» About this exercise
Pull out each line of the records holding the string "RunLock".

Stored records:
*****

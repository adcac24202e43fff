//! The fitting run: the directory owning all generations and the main GA
//! state.

use std::path::{Path, PathBuf};

use chrono::{DateTime, Utc};
use serde::{Deserialize, Serialize};

use crate::config::GenerationMethod;
use crate::error::{Error, Result};
use crate::params::{ParameterVector, Range, Scale};
use crate::scene::DustGridSpec;
use crate::store::generation::{Generation, GenerationInfo};
use crate::store::tables::{GenerationRecord, GenerationsTable, MemoryTable, TimingTable};
use crate::units::{Quantity, Unit};

pub const INITIAL_GENERATION: &str = "initial";

/// One free parameter of the run.
#[derive(Debug, Clone, Serialize, Deserialize)]
pub struct FreeParameter {
    pub label: String,
    pub unit: Unit,
    pub first_guess: Quantity,
    pub default_range: Range,
    #[serde(default)]
    pub scale: Scale,
}

/// A spatial discretization the run can simulate at.
///
/// Representations are declared in order of increasing spatial resolution;
/// `refine_spatial` advances to the next one.
#[derive(Debug, Clone, Serialize, Deserialize)]
pub struct RepresentationSpec {
    pub name: String,
    pub dust_grid: DustGridSpec,
    /// Cell count of this discretization, when known up front
    #[serde(default)]
    pub ncells: Option<u64>,
}

/// User-authored run definition, `run.json` in the run directory.
#[derive(Debug, Clone, Serialize, Deserialize)]
pub struct RunDefinition {
    pub name: String,
    /// Name of the modeled object, used in simulation prefixes
    pub object_name: String,
    /// Labeled ski template, relative to the run directory
    pub ski_template: String,
    pub free_parameters: Vec<FreeParameter>,
    /// Shared input directory, relative to the run directory
    pub input_dir: String,
    /// Input map files within the input directory
    #[serde(default)]
    pub input_maps: Vec<String>,
    /// Wavelength grid file per level (index = level), within the input dir
    pub wavelength_grids: Vec<String>,
    /// Representations in order of increasing spatial resolution
    pub representations: Vec<RepresentationSpec>,
}

/// A scored model drawn from the run's history.
#[derive(Debug, Clone)]
pub struct EvaluatedModel {
    pub simulation_name: String,
    pub generation_name: String,
    pub parameters: ParameterVector,
    pub chi_squared: Option<f64>,
}

/// Exclusive lock over a fitting run, held for destructive operations.
#[derive(Debug)]
pub struct RunLock {
    path: PathBuf,
}

impl RunLock {
    fn acquire(run_path: &Path) -> Result<Self> {
        let path = run_path.join(".lock");
        match std::fs::OpenOptions::new().write(true).create_new(true).open(&path) {
            Ok(_) => Ok(RunLock { path }),
            Err(e) if e.kind() == std::io::ErrorKind::AlreadyExists => {
                Err(Error::Configuration(format!(
                    "fitting run is locked by another process ({})",
                    path.display()
                )))
            }
            Err(e) => Err(e.into()),
        }
    }
}

impl Drop for RunLock {
    fn drop(&mut self) {
        let _ = std::fs::remove_file(&self.path);
    }
}

/// Handle to a fitting run directory.
#[derive(Debug)]
pub struct FittingRun {
    path: PathBuf,
    definition: RunDefinition,
}

impl FittingRun {
    /// Open an existing run.
    pub fn open(path: &Path) -> Result<Self> {
        let content = std::fs::read_to_string(path.join("run.json"))?;
        let definition: RunDefinition = serde_json::from_str(&content)?;
        if definition.free_parameters.is_empty() {
            return Err(Error::Configuration(format!(
                "run '{}' declares no free parameters",
                definition.name
            )));
        }
        if definition.representations.is_empty() {
            return Err(Error::Configuration(format!(
                "run '{}' declares no representations",
                definition.name
            )));
        }
        Ok(FittingRun {
            path: path.to_path_buf(),
            definition,
        })
    }

    /// Create the directory layout for a new run.
    pub fn create(path: &Path, definition: RunDefinition) -> Result<Self> {
        std::fs::create_dir_all(path.join("generations"))?;
        let json = serde_json::to_string_pretty(&definition)?;
        std::fs::write(path.join("run.json"), json)?;
        GenerationsTable::create(path.join("generations.dat"))?;
        Self::open(path)
    }

    pub fn path(&self) -> &Path {
        &self.path
    }

    pub fn name(&self) -> &str {
        &self.definition.name
    }

    pub fn definition(&self) -> &RunDefinition {
        &self.definition
    }

    // ---- paths ------------------------------------------------------------

    pub fn generations_dir(&self) -> PathBuf {
        self.path.join("generations")
    }

    pub fn input_dir(&self) -> PathBuf {
        self.path.join(&self.definition.input_dir)
    }

    pub fn ski_template_path(&self) -> PathBuf {
        self.path.join(&self.definition.ski_template)
    }

    pub fn hosts_path(&self) -> PathBuf {
        self.path.join("hosts.json")
    }

    pub fn main_engine_path(&self) -> PathBuf {
        self.path.join("main_engine.json")
    }

    pub fn main_prng_path(&self) -> PathBuf {
        self.path.join("main_prng.json")
    }

    pub fn optimizer_config_path(&self) -> PathBuf {
        self.path.join("optimizer.json")
    }

    // ---- tables -----------------------------------------------------------

    pub fn generations_table(&self) -> Result<GenerationsTable> {
        GenerationsTable::open_or_create(self.path.join("generations.dat"))
    }

    pub fn timing_table(&self) -> Result<TimingTable> {
        TimingTable::open_or_create(self.path.join("timing.dat"))
    }

    pub fn memory_table(&self) -> Result<MemoryTable> {
        MemoryTable::open_or_create(self.path.join("memory.dat"))
    }

    // ---- free parameters --------------------------------------------------

    pub fn free_parameter_labels(&self) -> Vec<String> {
        self.definition
            .free_parameters
            .iter()
            .map(|p| p.label.clone())
            .collect()
    }

    pub fn parameter_units(&self) -> Vec<(String, Unit)> {
        self.definition
            .free_parameters
            .iter()
            .map(|p| (p.label.clone(), p.unit))
            .collect()
    }

    pub fn free_parameter(&self, label: &str) -> Result<&FreeParameter> {
        self.definition
            .free_parameters
            .iter()
            .find(|p| p.label == label)
            .ok_or_else(|| Error::Configuration(format!("unknown free parameter '{label}'")))
    }

    // ---- generations ------------------------------------------------------

    pub fn generation_names(&self) -> Result<Vec<String>> {
        self.generations_table()?.generation_names()
    }

    pub fn ngenerations(&self) -> Result<usize> {
        Ok(self.generation_names()?.len())
    }

    pub fn generation(&self, name: &str) -> Result<Generation> {
        Generation::open(&self.generations_dir(), name)
    }

    pub fn create_generation(
        &self,
        info: GenerationInfo,
        ranges: &std::collections::BTreeMap<String, Range>,
        scales: &std::collections::BTreeMap<String, Scale>,
    ) -> Result<Generation> {
        let record = GenerationRecord {
            name: info.name.clone(),
            index: info.index,
            method: info.method,
            wavelength_grid_level: info.wavelength_grid_level,
            representation: info.representation.clone(),
            nsimulations: info.nsimulations,
            npackages: info.npackages,
            self_absorption: info.selfabsorption,
            transient_heating: info.transient_heating,
            creation_time: info.creation_time,
            finishing_time: None,
            ranges: ranges.clone(),
            scales: scales.clone(),
        };
        self.generations_table()?.append(&record)?;
        Generation::create(&self.generations_dir(), info, self.parameter_units())
    }

    /// The most recently created generation, if any.
    pub fn last_generation_record(&self) -> Result<Option<GenerationRecord>> {
        Ok(self.generations_table()?.records()?.into_iter().last())
    }

    pub fn has_initial_genetic_generation(&self) -> Result<bool> {
        Ok(self
            .generation_names()?
            .iter()
            .any(|name| name == INITIAL_GENERATION))
    }

    /// Highest index among genetic generations, ignoring the unindexed
    /// initial one.
    pub fn last_genetic_generation_index(&self) -> Result<Option<u32>> {
        Ok(self
            .generations_table()?
            .records()?
            .iter()
            .filter(|r| r.method == GenerationMethod::Genetic)
            .filter_map(|r| r.index)
            .max())
    }

    pub fn genetic_generation_name(index: u32) -> String {
        format!("Generation{index}")
    }

    /// Timestamped name for a grid generation.
    pub fn grid_generation_name(time: &DateTime<Utc>) -> String {
        format!("grid_{}", time.format("%Y-%m-%d--%H-%M-%S-%3f"))
    }

    // ---- history ----------------------------------------------------------

    /// Every evaluated model across all generations, with its χ² when the
    /// generation has one.
    pub fn evaluated_models(&self) -> Result<Vec<EvaluatedModel>> {
        let mut models = Vec::new();
        for name in self.generation_names()? {
            let generation = match self.generation(&name) {
                Ok(g) => g,
                // A row may outlive its directory mid-restart; skip.
                Err(_) => continue,
            };
            let scores: std::collections::HashMap<String, f64> = generation
                .chi_squared_table()?
                .rows()?
                .into_iter()
                .collect();
            for (simulation_name, parameters) in generation.parameters_table()?.rows()? {
                let chi_squared = scores.get(&simulation_name).copied();
                models.push(EvaluatedModel {
                    simulation_name,
                    generation_name: name.clone(),
                    parameters,
                    chi_squared,
                });
            }
        }
        Ok(models)
    }

    pub fn has_evaluated_models(&self) -> Result<bool> {
        Ok(self
            .evaluated_models()?
            .iter()
            .any(|m| m.chi_squared.is_some()))
    }

    /// The evaluated model with the lowest χ².
    pub fn best_model(&self) -> Result<Option<EvaluatedModel>> {
        Ok(self
            .evaluated_models()?
            .into_iter()
            .filter(|m| m.chi_squared.is_some())
            .min_by(|a, b| {
                a.chi_squared
                    .partial_cmp(&b.chi_squared)
                    .unwrap_or(std::cmp::Ordering::Equal)
            }))
    }

    // ---- main GA state ----------------------------------------------------

    /// Write a main-state file atomically (temp sibling + rename).
    pub fn write_state_file(&self, path: &Path, content: &str) -> Result<()> {
        let tmp = path.with_extension("json.tmp");
        std::fs::write(&tmp, content)?;
        std::fs::rename(&tmp, path)?;
        Ok(())
    }

    // ---- restart ----------------------------------------------------------

    /// Remove `from` and every later generation, rewinding the main GA state
    /// to the latest surviving genetic generation.
    ///
    /// The removal closure is computed up front; nothing is touched until
    /// the confirmation predicate accepts the full list. Runs under the
    /// exclusive run lock.
    pub fn restart_from<F>(&self, from: &str, confirm: F) -> Result<Vec<String>>
    where
        F: FnOnce(&[String]) -> bool,
    {
        let _lock = RunLock::acquire(&self.path)?;

        let table = self.generations_table()?;
        let records = table.records()?;
        let position = records
            .iter()
            .position(|r| r.name == from)
            .ok_or_else(|| Error::Configuration(format!("generation '{from}' does not exist")))?;

        let to_clear: Vec<String> = records[position..].iter().map(|r| r.name.clone()).collect();
        let survivors = &records[..position];

        if !confirm(&to_clear) {
            return Err(Error::RestartConfirmationRequired(from.to_string()));
        }

        let removes_genetic = records[position..]
            .iter()
            .any(|r| r.method == GenerationMethod::Genetic);
        let last_surviving_genetic = survivors
            .iter()
            .rev()
            .find(|r| r.method == GenerationMethod::Genetic)
            .map(|r| r.name.clone());

        // Rewind the main GA state before anything disappears.
        if removes_genetic {
            match last_surviving_genetic {
                Some(name) => {
                    let generation = self.generation(&name)?;
                    replace_file(&generation.engine_path(), &self.main_engine_path())?;
                    replace_file(&generation.prng_path(), &self.main_prng_path())?;
                    replace_file(&generation.optimizer_path(), &self.optimizer_config_path())?;
                }
                None => {
                    remove_if_exists(&self.main_engine_path())?;
                    remove_if_exists(&self.main_prng_path())?;
                    remove_if_exists(&self.optimizer_config_path())?;
                }
            }
        }

        table.remove_entries(&to_clear)?;
        for name in &to_clear {
            let dir = self.generations_dir().join(name);
            if dir.exists() {
                std::fs::remove_dir_all(&dir)?;
            }
        }

        tracing::info!(from = %from, removed = to_clear.len(), "restarted fitting run");
        Ok(to_clear)
    }

    /// Acquire the exclusive run lock for the duration of a run.
    pub fn lock(&self) -> Result<RunLock> {
        RunLock::acquire(&self.path)
    }
}

fn replace_file(source: &Path, target: &Path) -> Result<()> {
    let content = std::fs::read(source)?;
    let tmp = target.with_extension("json.tmp");
    std::fs::write(&tmp, content)?;
    std::fs::rename(&tmp, target)?;
    Ok(())
}

fn remove_if_exists(path: &Path) -> Result<()> {
    match std::fs::remove_file(path) {
        Ok(()) => Ok(()),
        Err(e) if e.kind() == std::io::ErrorKind::NotFound => Ok(()),
        Err(e) => Err(e.into()),
    }
}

*****

» Reply to the task
pub struct RunLock {
impl RunLock {
            Ok(_) => Ok(RunLock { path }),
impl Drop for RunLock {
        let _lock = RunLock::acquire(&self.path)?;
    pub fn lock(&self) -> Result<RunLock> {
        RunLock::acquire(&self.path)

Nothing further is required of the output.